If I am feeling imaginative, it's not hard to imagine that the ants arrive at the food because it's there--and that their path to finding that food is reverse generated back to some point of origin. I think of this in terms of some sort of system of temporal milestones connected by a chain of choices and coincidences. Maybe these milestones are fated and our choices influence them in various directions. Maybe drastic choices can even eliminate and/or create new milestones. Now I don't necessarily believe this, but it doesn't seem like that much of a stretch to consider it.
It's undeniable that there are certain points in our lives that seem more significant than others. Why do we remember certain things and not others? For instance, when I was in high school our school won a contest sponsored by a radio station. The rules of the contest were simple: whichever school sent in the most petitions would win a free concert by a popular rock group. I have a very vivid memory of one day in science class when the intrepid girl who was organizing our drive to write petitions stopped into our class to rally the kids to write another round of them. I find it odd that I remember this day in class far more vividly than the subsequent rock concert! How could that be? Could it be that that exact moment in the classroom was a powerful and deciding moment in the outcome of that contest?

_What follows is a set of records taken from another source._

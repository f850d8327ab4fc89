//! Per-kind behaviour.
//!
//! Regular agents and the leader always act truthfully. Malicious agents roll
//! a fresh [`TaskMode`] for every task they execute and may lie about where
//! things are, which side they hold and what they saw.

use serde::{Deserialize, Serialize};
use swarm_events::Vec2;

use crate::environment::Rect;
use crate::rng::SimRng;
use crate::sides::ObjectSide;

/// How a malicious agent carries out one task.
#[derive(Debug, Clone, Copy, PartialEq, Eq)]
pub enum TaskMode {
    Correct,
    /// Random position reports, ignored move commands
    Falsified,
    /// Accurate only towards other malicious agents
    Colluding,
}

/// Behaviour that differs between agent kinds.
pub trait AgentBehavior {
    /// Whether received messages skip the trust gate.
    fn bypasses_trust_gate(&self) -> bool {
        false
    }

    fn task_mode(&self, _rng: &mut SimRng) -> TaskMode {
        TaskMode::Correct
    }

    /// Side the agent claims to hold when asked.
    fn reported_side(&self, actual: Option<ObjectSide>, _rng: &mut SimRng) -> Option<ObjectSide> {
        actual
    }

    /// Position the agent reports to a peer.
    fn report_position(
        &self,
        actual: Vec2,
        _recipient_malicious: bool,
        _bounds: &Rect,
        _rng: &mut SimRng,
    ) -> Vec2 {
        actual
    }

    /// Whether a move command is carried out.
    fn follows_move_command(&self, _rng: &mut SimRng) -> bool {
        true
    }

    /// Behaviour verdicts the agent records after watching a peer.
    fn observe(&self, verdicts: Vec<bool>, _subject_malicious: bool, _rng: &mut SimRng) -> Vec<bool> {
        verdicts
    }
}

#[derive(Debug, Clone, Copy, Default, PartialEq)]
pub struct Regular;

impl AgentBehavior for Regular {}

#[derive(Debug, Clone, Copy, Default, PartialEq)]
pub struct Leader;

impl AgentBehavior for Leader {}

#[derive(Debug, Clone, Copy, PartialEq, Serialize, Deserialize)]
#[serde(default)]
pub struct Malicious {
    /// Chance that a task is carried out dishonestly
    pub behaviour_probability: f64,
    /// Given dishonesty, chance of colluding rather than falsifying
    pub collusion_probability: f64,
}

impl Default for Malicious {
    fn default() -> Self {
        Self {
            behaviour_probability: 0.5,
            collusion_probability: 0.5,
        }
    }
}

impl AgentBehavior for Malicious {
    fn bypasses_trust_gate(&self) -> bool {
        true
    }

    fn task_mode(&self, rng: &mut SimRng) -> TaskMode {
        if !rng.chance(self.behaviour_probability) {
            return TaskMode::Correct;
        }
        if rng.chance(self.collusion_probability) {
            TaskMode::Colluding
        } else {
            TaskMode::Falsified
        }
    }

    fn reported_side(&self, actual: Option<ObjectSide>, rng: &mut SimRng) -> Option<ObjectSide> {
        if rng.chance(self.behaviour_probability) {
            actual.map(ObjectSide::opposite)
        } else {
            actual
        }
    }

    fn report_position(
        &self,
        actual: Vec2,
        recipient_malicious: bool,
        bounds: &Rect,
        rng: &mut SimRng,
    ) -> Vec2 {
        match self.task_mode(rng) {
            TaskMode::Correct => actual,
            TaskMode::Colluding if recipient_malicious => actual,
            TaskMode::Colluding | TaskMode::Falsified => rng.point_in(bounds),
        }
    }

    fn follows_move_command(&self, rng: &mut SimRng) -> bool {
        self.task_mode(rng) == TaskMode::Correct
    }

    fn observe(&self, verdicts: Vec<bool>, subject_malicious: bool, rng: &mut SimRng) -> Vec<bool> {
        match self.task_mode(rng) {
            TaskMode::Correct => verdicts,
            TaskMode::Falsified => verdicts.into_iter().map(|v| !v).collect(),
            // Cover for accomplices, frame everyone else
            TaskMode::Colluding => vec![subject_malicious; verdicts.len()],
        }
    }
}

#[cfg(test)]
mod tests {
    use super::*;

    #[test]
    fn test_always_lying_agent_reports_opposite_side() {
        let liar = Malicious {
            behaviour_probability: 1.0,
            collusion_probability: 0.0,
        };
        let mut rng = SimRng::seeded(7);
        for side in ObjectSide::ALL {
            for _ in 0..50 {
                assert_eq!(liar.reported_side(Some(side), &mut rng), Some(side.opposite()));
            }
        }
        assert_eq!(liar.reported_side(None, &mut rng), None);
    }

    #[test]
    fn test_honest_kinds_never_lie() {
        let mut rng = SimRng::seeded(1);
        let bounds = Rect::new(0.0, 0.0, 100.0, 100.0);
        let p = Vec2::new(3.0, 4.0);
        for behavior in [&Regular as &dyn AgentBehavior, &Leader] {
            assert!(!behavior.bypasses_trust_gate());
            assert_eq!(behavior.report_position(p, false, &bounds, &mut rng), p);
            assert_eq!(behavior.reported_side(Some(ObjectSide::Left), &mut rng), Some(ObjectSide::Left));
            assert!(behavior.follows_move_command(&mut rng));
            assert_eq!(behavior.observe(vec![true, false], false, &mut rng), vec![true, false]);
        }
    }

    #[test]
    fn test_colluder_is_honest_with_accomplices() {
        let colluder = Malicious {
            behaviour_probability: 1.0,
            collusion_probability: 1.0,
        };
        let mut rng = SimRng::seeded(3);
        let bounds = Rect::new(0.0, 0.0, 100.0, 100.0);
        let p = Vec2::new(10.0, 20.0);
        assert_eq!(colluder.report_position(p, true, &bounds, &mut rng), p);
        let lie = colluder.report_position(p, false, &bounds, &mut rng);
        assert!(bounds.contains(lie));
        assert_eq!(colluder.observe(vec![true, true], false, &mut rng), vec![false, false]);
        assert_eq!(colluder.observe(vec![false], true, &mut rng), vec![true]);
        assert!(!colluder.follows_move_command(&mut rng));
    }

    #[test]
    fn test_harmless_malicious_agent_acts_correctly() {
        let dormant = Malicious {
            behaviour_probability: 0.0,
            collusion_probability: 1.0,
        };
        let mut rng = SimRng::seeded(5);
        assert_eq!(dormant.task_mode(&mut rng), TaskMode::Correct);
        assert_eq!(dormant.reported_side(Some(ObjectSide::Top), &mut rng), Some(ObjectSide::Top));
    }
}
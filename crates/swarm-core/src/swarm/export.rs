//! Trust-history export and reload.
//!
//! Each agent's records are written keyed by agent label and peer label, so
//! a later run with the same roster can be seeded from them.

use std::collections::BTreeMap;
use std::path::Path;
use swarm_events::TrustHistoryExport;
use thiserror::Error;
use tracing::{info, warn};

use crate::config::SwarmConfig;

use super::Swarm;

#[derive(Debug, Error)]
pub enum ExportError {
    #[error("IO error: {0}")]
    Io(#[from] std::io::Error),
    #[error("JSON error: {0}")]
    Json(#[from] serde_json::Error),
}

impl Swarm {
    /// Every agent's interaction lists, keyed by label.
    pub fn export_trust_history(&self) -> TrustHistoryExport {
        let agents = self
            .agents
            .iter()
            .filter_map(|agent| {
                let service = agent.trust_service()?;
                let history = service.export(|peer| self.label_of(peer));
                Some((agent.label.clone(), history))
            })
            .collect::<BTreeMap<_, _>>();

        TrustHistoryExport {
            run_id: self.run_id,
            seed: self.config.simulation.seed,
            exported_at: self.clock.now(),
            agents,
        }
    }

    pub fn write_trust_history(&self, path: &Path) -> Result<(), ExportError> {
        let export = self.export_trust_history();
        std::fs::write(path, export.to_json()?)?;
        info!(path = %path.display(), agents = export.agents.len(), "Trust history written");
        Ok(())
    }
}

pub fn read_trust_history(path: &Path) -> Result<TrustHistoryExport, ExportError> {
    let content = std::fs::read_to_string(path)?;
    Ok(TrustHistoryExport::from_json(&content)?)
}

/// Attaches exported histories to the matching robots of `config`. Returns how
/// many robots were seeded.
pub fn apply_trust_history(config: &mut SwarmConfig, export: &TrustHistoryExport) -> usize {
    let mut seeded = 0;
    for robot in &mut config.robots {
        if let Some(history) = export.agent(&robot.label) {
            robot.trust_history = Some(history.clone());
            seeded += 1;
        }
    }
    for label in export.agents.keys() {
        if !config.robots.iter().any(|r| &r.label == label) {
            warn!(agent = %label, "Exported history has no matching robot");
        }
    }
    seeded
}

#[cfg(test)]
mod tests {
    use super::*;
    use swarm_events::{AgentId, Interaction, SimTimestamp};

    fn seeded_swarm() -> Swarm {
        let mut swarm = Swarm::new(SwarmConfig::default()).unwrap();
        let interaction = Interaction::new(
            AgentId(1),
            AgentId(5),
            Some(false),
            SimTimestamp::new(3, 0.3),
            Default::default(),
        );
        swarm.record_interaction(interaction);
        swarm
    }

    #[test]
    fn test_export_keys_by_label() {
        let swarm = seeded_swarm();
        let export = swarm.export_trust_history();
        assert_eq!(export.agents.len(), 6);
        assert_eq!(export.seed, 42);
        let robot_2 = export.agent("robot_2").unwrap();
        assert_eq!(robot_2.peers["robot_6"].len(), 1);
        assert_eq!(robot_2.interaction_count(), 1);
    }

    #[test]
    fn test_apply_reaches_matching_robots_only() {
        let export = seeded_swarm().export_trust_history();
        let mut config = SwarmConfig::default();
        config.robots.truncate(3);
        assert_eq!(apply_trust_history(&mut config, &export), 3);
        assert!(config.robots.iter().all(|r| r.trust_history.is_some()));
    }

    #[test]
    fn test_disabled_trust_exports_nothing() {
        let mut config = SwarmConfig::default();
        config.simulation.trust_enabled = false;
        let swarm = Swarm::new(config).unwrap();
        assert!(swarm.export_trust_history().agents.is_empty());
    }
}
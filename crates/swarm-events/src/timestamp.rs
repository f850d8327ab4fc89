//! Simulation Timestamp Types
//!
//! Simulation time is a tick counter paired with the simulated seconds that
//! have elapsed at that tick. Trust erosion works on seconds; analytics group
//! by tick.
//!
//! # Example
//!
//! ```
//! use swarm_events::SimTimestamp;
//!
//! let ts = SimTimestamp::from_tick(20, 0.1);
//! assert_eq!(ts.tick, 20);
//! assert!((ts.seconds - 2.0).abs() < 1e-9);
//! ```

use serde::{Deserialize, Serialize};
use std::fmt;

#[derive(Debug, Clone, Copy, PartialEq, Default, Serialize, Deserialize)]
pub struct SimTimestamp {
    pub tick: u64,
    pub seconds: f64,
}

impl SimTimestamp {
    pub fn new(tick: u64, seconds: f64) -> Self {
        Self { tick, seconds }
    }

    /// Timestamp of `tick` for a clock advancing `seconds_per_tick` per tick.
    pub fn from_tick(tick: u64, seconds_per_tick: f64) -> Self {
        Self {
            tick,
            seconds: tick as f64 * seconds_per_tick,
        }
    }

    /// Seconds elapsed since `earlier`, never negative.
    pub fn seconds_since(&self, earlier: SimTimestamp) -> f64 {
        (self.seconds - earlier.seconds).max(0.0)
    }
}

impl fmt::Display for SimTimestamp {
    fn fmt(&self, f: &mut fmt::Formatter<'_>) -> fmt::Result {
        write!(f, "tick_{}@{:.2}s", self.tick, self.seconds)
    }
}

#[cfg(test)]
mod tests {
    use super::*;

    #[test]
    fn test_seconds_since_is_clamped() {
        let early = SimTimestamp::new(5, 0.5);
        let late = SimTimestamp::new(10, 1.0);
        assert!((late.seconds_since(early) - 0.5).abs() < 1e-9);
        assert_eq!(early.seconds_since(late), 0.0);
    }

    #[test]
    fn test_display() {
        assert_eq!(SimTimestamp::new(3, 0.3).to_string(), "tick_3@0.30s");
    }
}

The passing of Steve jobs has triggered a wave of sadness in many people. After hearing the news, I watched his commencement speech that he gave at Stanford University. During this speech he discussed how seemingly trivial actions that he took early in his life turned out to have a significant impact on his later endeavors. He mentioned that he took a calligraphy class that he assumed that he would never use--but when he was designing the user interface for the Macintosh computer, his knowledge of calligraphy helped him to make the Macintosh the most advanced desktop publishing computer ever made. He also talked about having faith--even during the most trying of times. His great trial was being fired from the company that he conceived by someone that he had hired not a year prior. At that time, he could not forsee where his life would take him, but he persevered, and his later life took many remarkable turns. He ended up being re-hired by Apple Computer when they acquired another company that he had started after being fired.
Jobs didn't come out and say it--but it sounded like he had some belief in the power of fate. And as I looked at that ant in the candy jar this week, I wondered whether it was somehow destined to find that candy, or whether it was the beneficiary of random chance. As a part-time fantasy author, I'm sure tempted to believe the former, even when my rational mind insists that the latter is true.
Ants have a huge responsibility and you'll see it if you watch them closely. They live to work and they also work to live.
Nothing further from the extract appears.